*** Begin section ***
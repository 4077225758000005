mod cli;
mod commands;
mod error;
mod output;

use std::sync::Arc;
use std::time::Duration;

use clap::Parser;
use secrecy::SecretString;
use tracing_subscriber::EnvFilter;

use huesync_api::BridgeGateway;

use crate::cli::{Cli, Command, GlobalOpts};
use crate::commands::BridgeContext;
use crate::error::CliError;

#[tokio::main]
async fn main() {
    // Parse CLI arguments
    let cli = Cli::parse();

    // Setup tracing based on verbosity
    init_tracing(cli.global.verbose);

    // Dispatch and handle errors with proper exit codes
    if let Err(err) = run(cli).await {
        let code = err.exit_code();
        eprintln!("{:?}", miette::Report::new(err));
        std::process::exit(code);
    }
}

fn init_tracing(verbosity: u8) {
    let filter = match verbosity {
        0 => "warn",
        1 => "info",
        2 => "debug",
        _ => "trace",
    };

    tracing_subscriber::fmt()
        .with_env_filter(
            EnvFilter::try_from_default_env().unwrap_or_else(|_| EnvFilter::new(filter)),
        )
        .with_target(false)
        .with_writer(std::io::stderr)
        .init();
}

async fn run(cli: Cli) -> Result<(), CliError> {
    match cli.command {
        // Config commands don't need a bridge
        Command::Config(args) => commands::config_cmd::handle(&args, &cli.global),

        // Shell completions generation
        Command::Completions(args) => {
            use clap::CommandFactory;
            use clap_complete::generate;

            let mut cmd = Cli::command();
            generate(args.shell, &mut cmd, "huesync", &mut std::io::stdout());
            Ok(())
        }

        // All other commands talk to a bridge
        cmd => {
            let ctx = connect(&cli.global)?;
            tracing::debug!(
                command = ?cmd,
                address = %ctx.gateway.config().address(),
                "dispatching command"
            );
            let result = commands::dispatch(cmd, &ctx, &cli.global).await;
            ctx.gateway.shutdown();
            result
        }
    }
}

/// Build a gateway from the config file, profile, and CLI overrides.
fn connect(global: &GlobalOpts) -> Result<BridgeContext, CliError> {
    let cfg = huesync_config::load_config()?;
    let profile_name = huesync_config::active_profile_name(global.profile.as_deref(), &cfg);

    let mut profile = match cfg.profile(&profile_name) {
        Ok(profile) => profile.clone(),
        // An explicitly named profile must exist
        Err(e) if global.profile.is_some() => return Err(e.into()),
        Err(_) => huesync_config::Profile::default(),
    };

    if let Some(ref address) = global.bridge {
        profile.address.clone_from(address);
    }
    if profile.address.trim().is_empty() {
        return Err(CliError::NoConfig {
            path: huesync_config::config_path().display().to_string(),
        });
    }

    let mut credentials = huesync_config::resolve_credentials(&profile, &profile_name);
    if let Some(ref key) = global.application_key {
        credentials.application_key = Some(SecretString::from(key.clone()));
    }

    let bridge = huesync_config::build_bridge_config(&profile, credentials)?;
    let mut transport = huesync_config::transport_config(&profile, &cfg.defaults);
    if let Some(secs) = global.timeout {
        transport.timeout = Duration::from_secs(secs);
    }

    let gateway = Arc::new(BridgeGateway::new(bridge, &transport)?);
    Ok(BridgeContext {
        gateway,
        profile,
        profile_name,
    })
}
*** End section ***
WORK REQUEST: Every record above is to be written out exactly.

SOLUTION TO THE PROBLEM:
repository 4077225758000005
mod cli;
mod commands;
mod error;
mod output;

use std::sync::Arc;
use std::time::Duration;

use clap::Parser;
use secrecy::SecretString;
use tracing_subscriber::EnvFilter;

use huesync_api::BridgeGateway;

use crate::cli::{Cli, Command, GlobalOpts};
use crate::commands::BridgeContext;
use crate::error::CliError;

#[tokio::main]
async fn main() {
    // Parse CLI arguments
    let cli = Cli::parse();

    // Setup tracing based on verbosity
    init_tracing(cli.global.verbose);

    // Dispatch and handle errors with proper exit codes
    if let Err(err) = run(cli).await {
        let code = err.exit_code();
        eprintln!("{:?}", miette::Report::new(err));
        std::process::exit(code);
    }
}

fn init_tracing(verbosity: u8) {
    let filter = match verbosity {
        0 => "warn",
        1 => "info",
        2 => "debug",
        _ => "trace",
    };

    tracing_subscriber::fmt()
        .with_env_filter(
            EnvFilter::try_from_default_env().unwrap_or_else(|_| EnvFilter::new(filter)),
        )
        .with_target(false)
        .with_writer(std::io::stderr)
        .init();
}

async fn run(cli: Cli) -> Result<(), CliError> {
    match cli.command {
        // Config commands don't need a bridge
        Command::Config(args) => commands::config_cmd::handle(&args, &cli.global),

        // Shell completions generation
        Command::Completions(args) => {
            use clap::CommandFactory;
            use clap_complete::generate;

            let mut cmd = Cli::command();
            generate(args.shell, &mut cmd, "huesync", &mut std::io::stdout());
            Ok(())
        }

        // All other commands talk to a bridge
        cmd => {
            let ctx = connect(&cli.global)?;
            tracing::debug!(
                command = ?cmd,
                address = %ctx.gateway.config().address(),
                "dispatching command"
            );
            let result = commands::dispatch(cmd, &ctx, &cli.global).await;
            ctx.gateway.shutdown();
            result
        }
    }
}

/// Build a gateway from the config file, profile, and CLI overrides.
fn connect(global: &GlobalOpts) -> Result<BridgeContext, CliError> {
    let cfg = huesync_config::load_config()?;
    let profile_name = huesync_config::active_profile_name(global.profile.as_deref(), &cfg);

    let mut profile = match cfg.profile(&profile_name) {
        Ok(profile) => profile.clone(),
        // An explicitly named profile must exist
        Err(e) if global.profile.is_some() => return Err(e.into()),
        Err(_) => huesync_config::Profile::default(),
    };

    if let Some(ref address) = global.bridge {
        profile.address.clone_from(address);
    }
    if profile.address.trim().is_empty() {
        return Err(CliError::NoConfig {
            path: huesync_config::config_path().display().to_string(),
        });
    }

    let mut credentials = huesync_config::resolve_credentials(&profile, &profile_name);
    if let Some(ref key) = global.application_key {
        credentials.application_key = Some(SecretString::from(key.clone()));
    }

    let bridge = huesync_config::build_bridge_config(&profile, credentials)?;
    let mut transport = huesync_config::transport_config(&profile, &cfg.defaults);
    if let Some(secs) = global.timeout {
        transport.timeout = Duration::from_secs(secs);
    }

    let gateway = Arc::new(BridgeGateway::new(bridge, &transport)?);
    Ok(BridgeContext {
        gateway,
        profile,
        profile_name,
    })
}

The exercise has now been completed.